The rate of growth in costs (red) vs. outcomes (green) of cancer care, is here expressed as the derivative D[fx0] of both functions (i.e.: the angular coefficient at any specific point of each field)

How can we improve on this?

To put this into perspective, a recent analysis suggested that the approximate cost for a 24-week treatment of vinorelbine is $515, while that for six cycles of gemcitabine is approximately $887.76 [67], and the cost-effectiveness for the standard cisplatin/pemetrexed using QALY in the UK was ranges from £20,475 to £68,598 between mean and median survival [68], whilst the cost-effectiveness (ICER) of adding bevacizumab to this regimen was estimated at $727,202.589 per QALY [69] (which not unnaturally has led to its poor uptake as a first-line combination therapy in MPM.

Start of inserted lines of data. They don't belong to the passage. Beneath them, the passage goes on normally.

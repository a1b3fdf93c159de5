//! Partial state updates produced by resolvers.

use bitflags::bitflags;

use super::{AbilityKind, Character, ResourceMeter, clamp_ability};

bitflags! {
    /// Tracks which fields of a [`Character`] a change touches.
    ///
    /// Each bit represents a single field on the sheet. Hosts use it to build
    /// partial document updates without diffing whole characters.
    #[derive(Clone, Copy, Debug, PartialEq, Eq, Hash, Default)]
    #[cfg_attr(feature = "serde", derive(serde::Serialize, serde::Deserialize))]
    pub struct CharacterFields: u16 {
        const STRENGTH          = 1 << 0;
        const AGILITY           = 1 << 1;
        const PRESENCE          = 1 << 2;
        const TOUGHNESS         = 1 << 3;
        const HP_VALUE          = 1 << 4;
        const HP_MAX            = 1 << 5;
        const NEUROMANCY_POINTS = 1 << 6;
        const FAVORS            = 1 << 7;
    }
}

impl CharacterFields {
    pub fn ability(kind: AbilityKind) -> Self {
        match kind {
            AbilityKind::Strength => Self::STRENGTH,
            AbilityKind::Agility => Self::AGILITY,
            AbilityKind::Presence => Self::PRESENCE,
            AbilityKind::Toughness => Self::TOUGHNESS,
        }
    }
}

/// Atomic set of new field values for one character.
///
/// Every field holds the *new* value, not a delta, so applying the same
/// change twice is harmless.
#[derive(Clone, Debug, Default, PartialEq, Eq)]
#[cfg_attr(feature = "serde", derive(serde::Serialize, serde::Deserialize))]
pub struct CharacterChange {
    pub strength: Option<i32>,
    pub agility: Option<i32>,
    pub presence: Option<i32>,
    pub toughness: Option<i32>,
    pub hp_value: Option<i32>,
    pub hp_max: Option<i32>,
    pub neuromancy_points: Option<ResourceMeter>,
    pub favors: Option<ResourceMeter>,
}

impl CharacterChange {
    pub fn new() -> Self {
        Self::default()
    }

    pub fn ability(&self, kind: AbilityKind) -> Option<i32> {
        match kind {
            AbilityKind::Strength => self.strength,
            AbilityKind::Agility => self.agility,
            AbilityKind::Presence => self.presence,
            AbilityKind::Toughness => self.toughness,
        }
    }

    /// Records a new ability value, clamped into the legal range.
    pub fn set_ability(&mut self, kind: AbilityKind, value: i32) {
        let slot = match kind {
            AbilityKind::Strength => &mut self.strength,
            AbilityKind::Agility => &mut self.agility,
            AbilityKind::Presence => &mut self.presence,
            AbilityKind::Toughness => &mut self.toughness,
        };
        *slot = Some(clamp_ability(value));
    }

    pub fn with_ability(mut self, kind: AbilityKind, value: i32) -> Self {
        self.set_ability(kind, value);
        self
    }

    pub fn with_hp_value(mut self, value: i32) -> Self {
        self.hp_value = Some(value.max(0));
        self
    }

    pub fn with_hp_max(mut self, max: i32) -> Self {
        self.hp_max = Some(max);
        self
    }

    pub fn with_neuromancy_points(mut self, points: ResourceMeter) -> Self {
        self.neuromancy_points = Some(points);
        self
    }

    pub fn with_favors(mut self, favors: ResourceMeter) -> Self {
        self.favors = Some(favors);
        self
    }

    /// Returns the set of fields this change writes.
    pub fn fields(&self) -> CharacterFields {
        let mut fields = CharacterFields::empty();
        for kind in AbilityKind::ALL {
            if self.ability(kind).is_some() {
                fields |= CharacterFields::ability(kind);
            }
        }
        fields.set(CharacterFields::HP_VALUE, self.hp_value.is_some());
        fields.set(CharacterFields::HP_MAX, self.hp_max.is_some());
        fields.set(
            CharacterFields::NEUROMANCY_POINTS,
            self.neuromancy_points.is_some(),
        );
        fields.set(CharacterFields::FAVORS, self.favors.is_some());
        fields
    }

    /// Returns true if applying this change would not touch the character.
    pub fn is_empty(&self) -> bool {
        self.fields().is_empty()
    }

    /// Writes the change into a character.
    ///
    /// HP is re-clamped into `[0, max]` afterwards.
    pub fn apply(&self, character: &mut Character) {
        for kind in AbilityKind::ALL {
            if let Some(value) = self.ability(kind) {
                character.abilities.set(kind, value);
            }
        }
        if let Some(max) = self.hp_max {
            character.hp.max = max;
        }
        if let Some(value) = self.hp_value {
            character.hp.value = value;
        }
        character.hp.value = character.hp.value.clamp(0, character.hp.max.max(0));
        if let Some(points) = self.neuromancy_points {
            character.neuromancy_points = points;
        }
        if let Some(favors) = self.favors {
            character.favors = favors;
        }
    }
}

#[cfg(test)]
mod tests {
    use super::*;
    use crate::character::{Abilities, CharacterId};

    #[test]
    fn fields_report_every_touched_value() {
        let change = CharacterChange::new()
            .with_ability(AbilityKind::Agility, 2)
            .with_hp_max(12)
            .with_favors(ResourceMeter::full(3));
        assert_eq!(
            change.fields(),
            CharacterFields::AGILITY | CharacterFields::HP_MAX | CharacterFields::FAVORS
        );
        assert!(CharacterChange::new().is_empty());
    }

    #[test]
    fn apply_clamps_abilities_and_hp() {
        let mut character = Character::new(CharacterId(7), "Ash", Abilities::new(0, -3, 1, 5), 6);
        let change = CharacterChange::new()
            .with_ability(AbilityKind::Agility, -4)
            .with_ability(AbilityKind::Toughness, 7)
            .with_hp_value(-5);
        change.apply(&mut character);
        assert_eq!(character.abilities.agility, -3);
        assert_eq!(character.abilities.toughness, 6);
        assert_eq!(character.hp.value, 0);
    }
}
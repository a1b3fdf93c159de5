//! The four abilities every character tests against.

use crate::error::{ErrorSeverity, GameError};

/// Lowest value an ability can drop to.
pub const MIN_ABILITY: i32 = -3;

/// Highest value an ability can reach.
pub const MAX_ABILITY: i32 = 6;

/// Ability identifiers.
///
/// - **Strength**: melee attacks, carrying capacity
/// - **Agility**: defence, agility tests (armor and encumbrance penalize it)
/// - **Presence**: ranged attacks, tributes, neuromancy points
/// - **Toughness**: enduring harm
#[derive(
    Clone,
    Copy,
    Debug,
    PartialEq,
    Eq,
    Hash,
    PartialOrd,
    Ord,
    strum::Display,
    strum::EnumString,
    strum::AsRefStr,
)]
#[cfg_attr(feature = "serde", derive(serde::Serialize, serde::Deserialize))]
#[cfg_attr(feature = "serde", serde(rename_all = "snake_case"))]
#[strum(serialize_all = "snake_case", ascii_case_insensitive)]
pub enum AbilityKind {
    Strength,
    Agility,
    Presence,
    Toughness,
}

impl AbilityKind {
    /// All abilities in sheet order.
    pub const ALL: [AbilityKind; 4] = [
        AbilityKind::Strength,
        AbilityKind::Agility,
        AbilityKind::Presence,
        AbilityKind::Toughness,
    ];

    /// Dotted roll-context path of this ability's value.
    pub const fn roll_path(self) -> &'static str {
        match self {
            Self::Strength => "abilities.strength.value",
            Self::Agility => "abilities.agility.value",
            Self::Presence => "abilities.presence.value",
            Self::Toughness => "abilities.toughness.value",
        }
    }

    /// `1d20` plus this ability, the formula of every ability-based check.
    pub fn test_formula(self) -> String {
        format!("1d20+@{}", self.roll_path())
    }

    /// Localization key of the ability name.
    pub const fn label_key(self) -> &'static str {
        match self {
            Self::Strength => "ability.strength",
            Self::Agility => "ability.agility",
            Self::Presence => "ability.presence",
            Self::Toughness => "ability.toughness",
        }
    }
}

/// Ability scores, each kept within [`MIN_ABILITY`, `MAX_ABILITY`].
///
/// Deserialization rejects out-of-range scores instead of clamping them.
#[derive(Clone, Copy, Debug, Default, PartialEq, Eq)]
#[cfg_attr(feature = "serde", derive(serde::Serialize, serde::Deserialize))]
#[cfg_attr(feature = "serde", serde(try_from = "AbilityScores"))]
pub struct Abilities {
    pub strength: i32,
    pub agility: i32,
    pub presence: i32,
    pub toughness: i32,
}

impl Abilities {
    /// Creates ability scores, clamping each into the legal range.
    pub fn new(strength: i32, agility: i32, presence: i32, toughness: i32) -> Self {
        Self {
            strength: clamp_ability(strength),
            agility: clamp_ability(agility),
            presence: clamp_ability(presence),
            toughness: clamp_ability(toughness),
        }
    }

    pub fn get(&self, kind: AbilityKind) -> i32 {
        match kind {
            AbilityKind::Strength => self.strength,
            AbilityKind::Agility => self.agility,
            AbilityKind::Presence => self.presence,
            AbilityKind::Toughness => self.toughness,
        }
    }

    /// Sets an ability, clamped into the legal range.
    pub fn set(&mut self, kind: AbilityKind, value: i32) {
        let value = clamp_ability(value);
        match kind {
            AbilityKind::Strength => self.strength = value,
            AbilityKind::Agility => self.agility = value,
            AbilityKind::Presence => self.presence = value,
            AbilityKind::Toughness => self.toughness = value,
        }
    }
}

/// Clamps a value into [`MIN_ABILITY`, `MAX_ABILITY`].
pub fn clamp_ability(value: i32) -> i32 {
    value.clamp(MIN_ABILITY, MAX_ABILITY)
}

/// An ability score outside [`MIN_ABILITY`, `MAX_ABILITY`].
#[derive(Clone, Copy, Debug, PartialEq, Eq, thiserror::Error)]
#[error(
    "{ability} score {value} is outside [{min}, {max}]",
    min = MIN_ABILITY,
    max = MAX_ABILITY
)]
pub struct AbilityOutOfRange {
    pub ability: AbilityKind,
    pub value: i32,
}

impl GameError for AbilityOutOfRange {
    fn severity(&self) -> ErrorSeverity {
        ErrorSeverity::Fatal
    }

    fn error_code(&self) -> &'static str {
        "CHARACTER_ABILITY_OUT_OF_RANGE"
    }
}

/// Unchecked scores as stored on a sheet.
#[derive(Clone, Copy, Debug, Default, PartialEq, Eq)]
#[cfg_attr(feature = "serde", derive(serde::Deserialize))]
pub struct AbilityScores {
    pub strength: i32,
    pub agility: i32,
    pub presence: i32,
    pub toughness: i32,
}

impl TryFrom<AbilityScores> for Abilities {
    type Error = AbilityOutOfRange;

    fn try_from(scores: AbilityScores) -> Result<Self, Self::Error> {
        let abilities = Self {
            strength: scores.strength,
            agility: scores.agility,
            presence: scores.presence,
            toughness: scores.toughness,
        };
        for ability in AbilityKind::ALL {
            let value = abilities.get(ability);
            if !(MIN_ABILITY..=MAX_ABILITY).contains(&value) {
                return Err(AbilityOutOfRange { ability, value });
            }
        }
        Ok(abilities)
    }
}

#[cfg(test)]
mod tests {
    use super::*;

    #[test]
    fn new_clamps_out_of_range_scores() {
        let abilities = Abilities::new(9, -7, 2, 0);
        assert_eq!(abilities.strength, MAX_ABILITY);
        assert_eq!(abilities.agility, MIN_ABILITY);
        assert_eq!(abilities.get(AbilityKind::Presence), 2);
    }

    #[test]
    fn checked_scores_reject_the_first_out_of_range_ability() {
        let scores = AbilityScores {
            strength: 2,
            agility: -4,
            presence: 7,
            toughness: 0,
        };
        let err = Abilities::try_from(scores).unwrap_err();
        assert_eq!(
            err,
            AbilityOutOfRange {
                ability: AbilityKind::Agility,
                value: -4
            }
        );
        assert_eq!(err.error_code(), "CHARACTER_ABILITY_OUT_OF_RANGE");

        let scores = AbilityScores {
            strength: 6,
            agility: -3,
            ..AbilityScores::default()
        };
        assert_eq!(Abilities::try_from(scores), Ok(Abilities::new(6, -3, 0, 0)));
    }

    #[test]
    fn ability_kind_parses_case_insensitively() {
        assert_eq!("Agility".parse::<AbilityKind>(), Ok(AbilityKind::Agility));
        assert_eq!(AbilityKind::Toughness.to_string(), "toughness");
        assert_eq!(
            AbilityKind::Strength.test_formula(),
            "1d20+@abilities.strength.value"
        );
    }
}
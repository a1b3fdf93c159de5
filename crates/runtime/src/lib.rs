//! Runtime orchestration for the grimm rule engine.
//!
//! This crate wires the pure resolvers of `grimm-core` to the collaborators a
//! host provides: dice display, card rendering, chat messaging, localization,
//! character persistence, and input collection. Consumers build a
//! [`RulesRuntime`] and call one of its twelve operations; each loads the
//! character, collects input, resolves, renders, posts, and commits.
//!
//! Modules are organized by responsibility:
//! - [`runtime`] hosts the orchestrator and builder
//! - [`api`] exposes the error type and the input provider contract
//! - [`dice`] provides the seeded dice source and the displaying dice service
//! - [`events`] provides the topic-based event bus
//! - [`messaging`] and [`render`] turn reports into chat messages
//! - [`repository`] stores characters and commits changes
pub mod api;
pub mod dice;
pub mod events;
pub mod messaging;
pub mod render;
pub mod repository;
pub mod runtime;

pub use api::{AcceptDefaults, FixedInput, InputProvider, Result, RuntimeError};
pub use dice::{DisplayedDice, RandDice};
pub use events::{CharacterEvent, ChatEvent, DiceEvent, Event, EventBus, Topic};
pub use messaging::{ChatEntry, ChatLog, ChatMessage, EventSink, MessageSink};
pub use render::{
    EnglishLocalizer, JsonRenderer, Localizer, RenderError, ReportRenderer, TemplateKind,
    TextRenderer,
};
pub use repository::{CharacterRepository, InMemoryCharacterRepo, RepositoryError};
pub use runtime::{RulesRuntime, RulesRuntimeBuilder, RuntimeConfig};
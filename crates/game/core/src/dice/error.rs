use crate::error::{ErrorSeverity, GameError};

/// Errors raised while parsing or evaluating a dice formula.
#[derive(Clone, Debug, PartialEq, Eq, thiserror::Error)]
pub enum DiceError {
    #[error("formula is empty")]
    EmptyFormula,

    #[error("unexpected character '{found}' at position {position} in '{formula}'")]
    UnexpectedChar {
        formula: String,
        position: usize,
        found: char,
    },

    #[error("unexpected token at position {position} in '{formula}'")]
    UnexpectedToken { formula: String, position: usize },

    #[error("formula '{formula}' ended unexpectedly")]
    UnexpectedEnd { formula: String },

    #[error("invalid dice {count}d{sides}")]
    InvalidDice { count: u64, sides: u64 },

    #[error("unknown variable @{0}")]
    UnknownVariable(String),

    #[error("substitution of @{0} nests too deeply")]
    RecursionLimit(String),

    #[error("arithmetic overflow")]
    Overflow,

    #[error("dice source has no faces left")]
    SourceExhausted,

    #[error("scripted face {face} does not fit a d{sides}")]
    FaceOutOfRange { face: u32, sides: u32 },

    #[error("dice source unavailable")]
    SourceUnavailable,
}

impl GameError for DiceError {
    fn severity(&self) -> ErrorSeverity {
        match self {
            Self::EmptyFormula
            | Self::UnexpectedChar { .. }
            | Self::UnexpectedToken { .. }
            | Self::UnexpectedEnd { .. }
            | Self::InvalidDice { .. }
            | Self::UnknownVariable(_)
            | Self::RecursionLimit(_)
            | Self::Overflow => ErrorSeverity::Validation,
            Self::SourceExhausted | Self::FaceOutOfRange { .. } => ErrorSeverity::Internal,
            Self::SourceUnavailable => ErrorSeverity::Internal,
        }
    }

    fn error_code(&self) -> &'static str {
        match self {
            Self::EmptyFormula => "DICE_EMPTY_FORMULA",
            Self::UnexpectedChar { .. } => "DICE_UNEXPECTED_CHAR",
            Self::UnexpectedToken { .. } => "DICE_UNEXPECTED_TOKEN",
            Self::UnexpectedEnd { .. } => "DICE_UNEXPECTED_END",
            Self::InvalidDice { .. } => "DICE_INVALID_DICE",
            Self::UnknownVariable(_) => "DICE_UNKNOWN_VARIABLE",
            Self::RecursionLimit(_) => "DICE_RECURSION_LIMIT",
            Self::Overflow => "DICE_OVERFLOW",
            Self::SourceExhausted => "DICE_SOURCE_EXHAUSTED",
            Self::FaceOutOfRange { .. } => "DICE_FACE_OUT_OF_RANGE",
            Self::SourceUnavailable => "DICE_SOURCE_UNAVAILABLE",
        }
    }
}
//! Rule resolvers.
//!
//! Each resolver reads a character, rolls through the [`DiceService`],
//! awaiting every display before the outcome feeds a later step, and returns
//! a [`Resolution`]: the report plus one [`CharacterChange`] for the host to
//! commit. Resolvers never mutate the character themselves and never produce
//! a partial result alongside an error.
mod ability;
mod combat;
mod powers;
mod progression;
mod tables;

pub use combat::{AttackOutcome, DefendOutcome};
pub use powers::TributeOutcome;
pub use progression::{RestStep, Stat, StatChange, improved_ability, improved_hp_max, rest_plan};
pub use tables::{BrokenOutcome, MoraleOutcome, Reaction};

use crate::character::{Character, CharacterChange};
use crate::config::RulesConfig;
use crate::dice::{DiceService, RollContext, RollOutcome};
use crate::env::TablesOracle;
use crate::error::RuleError;
use crate::report::Report;

/// Result of a resolver: what happened and what to write back.
#[derive(Clone, Debug, PartialEq, Eq)]
pub struct Resolution {
    pub report: Report,
    pub change: CharacterChange,
}

impl Resolution {
    pub fn new(report: Report, change: CharacterChange) -> Self {
        Self { report, change }
    }

    /// A resolution that leaves the character untouched.
    pub fn report_only(report: Report) -> Self {
        Self::new(report, CharacterChange::new())
    }
}

/// Stateless rule engine over borrowed collaborators.
#[derive(Clone, Copy)]
pub struct RulesEngine<'a> {
    dice: &'a dyn DiceService,
    tables: &'a dyn TablesOracle,
    config: &'a RulesConfig,
}

impl<'a> RulesEngine<'a> {
    pub fn new(
        dice: &'a dyn DiceService,
        tables: &'a dyn TablesOracle,
        config: &'a RulesConfig,
    ) -> Self {
        Self {
            dice,
            tables,
            config,
        }
    }

    pub fn config(&self) -> &'a RulesConfig {
        self.config
    }

    pub fn tables(&self) -> &'a dyn TablesOracle {
        self.tables
    }

    /// Evaluates without displaying.
    fn evaluate(&self, formula: &str, ctx: &RollContext) -> Result<RollOutcome, RuleError> {
        Ok(self.dice.evaluate(formula, ctx)?)
    }

    /// Evaluates and waits for the display to finish.
    async fn roll(&self, formula: &str, ctx: &RollContext) -> Result<RollOutcome, RuleError> {
        let outcome = self.evaluate(formula, ctx)?;
        self.dice.display(&outcome).await;
        Ok(outcome)
    }

    /// Rolls a formula in the character's context.
    async fn roll_for(&self, character: &Character, formula: &str) -> Result<RollOutcome, RuleError> {
        self.roll(formula, &character.roll_context()).await
    }
}

#[cfg(test)]
pub(crate) mod testing {
    use super::RulesEngine;
    use crate::character::{Abilities, Character, CharacterId, Item, ItemId, WeaponType};
    use crate::config::RulesConfig;
    use crate::dice::{Dice, ScriptedDice};
    use crate::env::ArmorTierTable;

    /// Engine collaborators with scripted faces.
    pub(crate) struct Fixture {
        pub dice: Dice<ScriptedDice>,
        pub tables: ArmorTierTable,
        pub config: RulesConfig,
    }

    impl Fixture {
        pub(crate) fn new(faces: impl IntoIterator<Item = u32>) -> Self {
            Self {
                dice: Dice::new(ScriptedDice::new(faces)),
                tables: ArmorTierTable::default(),
                config: RulesConfig::default(),
            }
        }

        pub(crate) fn engine(&self) -> RulesEngine<'_> {
            RulesEngine::new(&self.dice, &self.tables, &self.config)
        }

        /// Faces left undrawn.
        pub(crate) fn remaining(self) -> usize {
            self.dice
                .into_inner()
                .map(|dice| dice.remaining())
                .unwrap_or_default()
        }
    }

    pub(crate) fn hero() -> Character {
        Character::new(CharacterId(1), "Karg", Abilities::new(2, 1, 0, 1), 10)
            .with_item(Item::weapon(ItemId(1), "Sword", "1d6", WeaponType::Melee).equipped())
            .with_item(Item::weapon(ItemId(2), "Sling", "1d4", WeaponType::Ranged))
    }
}
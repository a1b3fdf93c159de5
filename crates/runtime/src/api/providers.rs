//! Asynchronous abstraction for collecting attack and defend parameters.
//!
//! Runtime users plug in [`InputProvider`] implementations so actions can run
//! with dialog input, command-line arguments, or scripted fixtures.
use async_trait::async_trait;
use grimm_core::{AttackForm, AttackPrompt, DefendForm, DefendPrompt};

/// Trait for collecting the parameters an attack or defence needs.
///
/// Returning `None` cancels the action: nothing is rolled, rendered, or
/// committed.
#[async_trait]
pub trait InputProvider: Send + Sync {
    async fn attack_form(&self, prompt: &AttackPrompt) -> Option<AttackForm>;

    async fn defend_form(&self, prompt: &DefendPrompt) -> Option<DefendForm>;
}

/// Submits every form exactly as prefilled.
pub struct AcceptDefaults;

#[async_trait]
impl InputProvider for AcceptDefaults {
    async fn attack_form(&self, prompt: &AttackPrompt) -> Option<AttackForm> {
        Some(prompt.accept())
    }

    async fn defend_form(&self, prompt: &DefendPrompt) -> Option<DefendForm> {
        Some(prompt.accept())
    }
}

/// Submits fixed forms regardless of the prompt; a missing form cancels.
#[derive(Clone, Debug, Default)]
pub struct FixedInput {
    pub attack: Option<AttackForm>,
    pub defend: Option<DefendForm>,
}

impl FixedInput {
    /// Cancels every form.
    pub fn cancel() -> Self {
        Self::default()
    }

    pub fn with_attack(mut self, form: AttackForm) -> Self {
        self.attack = Some(form);
        self
    }

    pub fn with_defend(mut self, form: DefendForm) -> Self {
        self.defend = Some(form);
        self
    }
}

#[async_trait]
impl InputProvider for FixedInput {
    async fn attack_form(&self, _prompt: &AttackPrompt) -> Option<AttackForm> {
        self.attack.clone()
    }

    async fn defend_form(&self, _prompt: &DefendPrompt) -> Option<DefendForm> {
        self.defend.clone()
    }
}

Given the low costs associated with the use of vinorelbine and gemcitabine, can we improve of their potential utility in the clinic for the treatment of MPM? In this regard, the use of biomarkers will become imperative. In this regard, 

BAP1 status and sensitivity to cisplatin/pemetrexed, and gemcitabine, coupled with OS has recently been identified as a potentially key biomarker to identify patients that could benefit from this drug [70, 71], or to stratify patients away from cisplatin based therapeutic regimens [72], and to also potentially stratify them for vinorelbine sensitivity (albeit alongside the additional use of BRCA1 and MAD2L1).

Clearly, the use of biomarker based clinical trials such as MIST1 and MIST2 [49, 73], provide a suggestive methodology to achieve these, but the underlying pre-clinical data, patients selection, power and appropriate statistical approaches will be required. However, such basket-case or umbrella also comes with significant ethical challenges [74], and their results come with the real risk of over hype [75]. In real-terms, such an approach may require a large-scale Phase III clinical trial, with to truly determine efficacy.

Conclusion

The current state of affairs with respect to the latest clinical trials has led to excitement in the field and suggestions that “…we have finally turned the corner in our battle against this devastating disease…” [76]. We believe that the treatment options for MPM have not yet been achieved, in part as their superiority versus current standard-of-care is taken for granted despite to our minds a lack of solid evidence. We think that these sort of statements are not only baseless but can also generate hopes and expectations not underpinned by facts [26, 31, 76,77,78].

Moreover, concerns have recently been raised with respect to both the design and conduction of clinical cancer trials which imply that flawed study designs are a central issue of concern [79]. In addition, the over-hype of such flawed trials can result in pressure on health care systems to provide these expensive agents [79].

Therefore, after many years, unfortunately we conclude that more than ever we need additional pre-clinical screening of any new proposed cancer treatment, as well as a greater methodological rigor in trial statistics, and cost/effective ratio analysis to ensure the best efficacy to our patients and sustainability to Health Systems.